AIM OF THE TASK |
Return, from the data that follows, each line that holds the word "SparseVector".

DATA TO EXAMINE |
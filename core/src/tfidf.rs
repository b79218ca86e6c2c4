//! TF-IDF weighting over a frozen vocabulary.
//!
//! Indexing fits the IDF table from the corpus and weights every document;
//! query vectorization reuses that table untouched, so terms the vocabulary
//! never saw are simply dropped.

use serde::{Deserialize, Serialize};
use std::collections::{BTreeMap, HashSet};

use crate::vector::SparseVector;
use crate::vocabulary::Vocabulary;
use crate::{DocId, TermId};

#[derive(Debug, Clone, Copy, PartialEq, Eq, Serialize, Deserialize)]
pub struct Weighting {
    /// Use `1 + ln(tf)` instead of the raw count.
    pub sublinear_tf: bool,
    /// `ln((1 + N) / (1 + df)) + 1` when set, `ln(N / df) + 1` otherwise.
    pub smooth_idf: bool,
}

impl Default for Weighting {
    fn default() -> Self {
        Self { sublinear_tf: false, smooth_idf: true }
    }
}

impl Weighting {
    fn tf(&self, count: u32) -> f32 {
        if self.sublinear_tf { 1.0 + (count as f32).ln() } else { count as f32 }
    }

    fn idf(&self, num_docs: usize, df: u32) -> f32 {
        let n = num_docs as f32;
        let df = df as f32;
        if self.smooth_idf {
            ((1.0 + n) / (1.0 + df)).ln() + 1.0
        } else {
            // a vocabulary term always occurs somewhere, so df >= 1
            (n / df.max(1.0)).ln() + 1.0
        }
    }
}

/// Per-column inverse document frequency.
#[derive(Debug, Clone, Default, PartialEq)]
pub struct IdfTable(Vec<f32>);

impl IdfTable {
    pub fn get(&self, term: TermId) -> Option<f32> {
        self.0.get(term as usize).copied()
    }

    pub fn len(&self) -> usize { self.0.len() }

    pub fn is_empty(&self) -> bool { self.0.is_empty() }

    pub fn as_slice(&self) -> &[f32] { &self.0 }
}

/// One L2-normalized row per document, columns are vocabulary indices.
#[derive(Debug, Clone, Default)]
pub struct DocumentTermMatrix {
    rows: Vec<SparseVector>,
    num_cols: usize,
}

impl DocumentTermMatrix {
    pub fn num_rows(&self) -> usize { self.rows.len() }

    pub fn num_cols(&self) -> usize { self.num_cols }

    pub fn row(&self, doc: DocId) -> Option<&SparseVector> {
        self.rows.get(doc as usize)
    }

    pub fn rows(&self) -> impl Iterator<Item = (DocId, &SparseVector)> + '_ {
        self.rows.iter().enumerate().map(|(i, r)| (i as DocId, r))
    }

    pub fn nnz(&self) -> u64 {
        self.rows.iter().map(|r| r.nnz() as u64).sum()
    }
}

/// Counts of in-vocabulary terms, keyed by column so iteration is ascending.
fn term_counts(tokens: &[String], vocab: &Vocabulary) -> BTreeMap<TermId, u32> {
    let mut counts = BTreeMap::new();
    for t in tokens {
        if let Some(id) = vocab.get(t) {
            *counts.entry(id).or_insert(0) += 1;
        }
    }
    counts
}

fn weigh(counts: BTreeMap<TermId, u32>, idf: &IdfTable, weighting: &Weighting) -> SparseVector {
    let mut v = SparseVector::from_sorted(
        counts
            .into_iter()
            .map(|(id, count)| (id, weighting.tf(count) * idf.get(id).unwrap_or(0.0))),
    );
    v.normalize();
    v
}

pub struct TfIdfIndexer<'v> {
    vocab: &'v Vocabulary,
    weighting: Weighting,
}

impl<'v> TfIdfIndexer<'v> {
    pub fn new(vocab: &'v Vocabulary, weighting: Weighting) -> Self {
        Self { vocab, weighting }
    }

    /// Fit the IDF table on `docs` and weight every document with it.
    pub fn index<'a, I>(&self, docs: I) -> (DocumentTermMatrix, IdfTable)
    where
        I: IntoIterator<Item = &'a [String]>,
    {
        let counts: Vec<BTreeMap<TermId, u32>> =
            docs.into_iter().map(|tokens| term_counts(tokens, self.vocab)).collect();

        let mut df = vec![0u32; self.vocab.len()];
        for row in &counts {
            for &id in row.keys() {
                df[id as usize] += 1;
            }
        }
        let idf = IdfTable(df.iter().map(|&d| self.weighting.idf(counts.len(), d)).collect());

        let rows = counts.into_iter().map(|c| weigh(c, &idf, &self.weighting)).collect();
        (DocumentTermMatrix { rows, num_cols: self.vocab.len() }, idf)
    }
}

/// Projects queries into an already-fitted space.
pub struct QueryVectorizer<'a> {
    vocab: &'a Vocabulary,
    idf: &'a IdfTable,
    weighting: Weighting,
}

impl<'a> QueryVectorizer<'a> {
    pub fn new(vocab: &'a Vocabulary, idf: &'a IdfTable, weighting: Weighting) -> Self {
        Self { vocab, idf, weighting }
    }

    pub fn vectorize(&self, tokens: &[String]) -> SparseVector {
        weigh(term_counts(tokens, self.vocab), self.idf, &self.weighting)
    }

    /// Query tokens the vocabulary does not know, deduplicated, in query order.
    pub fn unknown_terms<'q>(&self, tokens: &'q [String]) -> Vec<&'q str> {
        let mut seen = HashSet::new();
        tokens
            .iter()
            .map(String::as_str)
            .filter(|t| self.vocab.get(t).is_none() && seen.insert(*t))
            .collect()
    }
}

RESULT |
use crate::vector::SparseVector;
    rows: Vec<SparseVector>,
    pub fn row(&self, doc: DocId) -> Option<&SparseVector> {
    pub fn rows(&self) -> impl Iterator<Item = (DocId, &SparseVector)> + '_ {
fn weigh(counts: BTreeMap<TermId, u32>, idf: &IdfTable, weighting: &Weighting) -> SparseVector {
    let mut v = SparseVector::from_sorted(
    pub fn vectorize(&self, tokens: &[String]) -> SparseVector {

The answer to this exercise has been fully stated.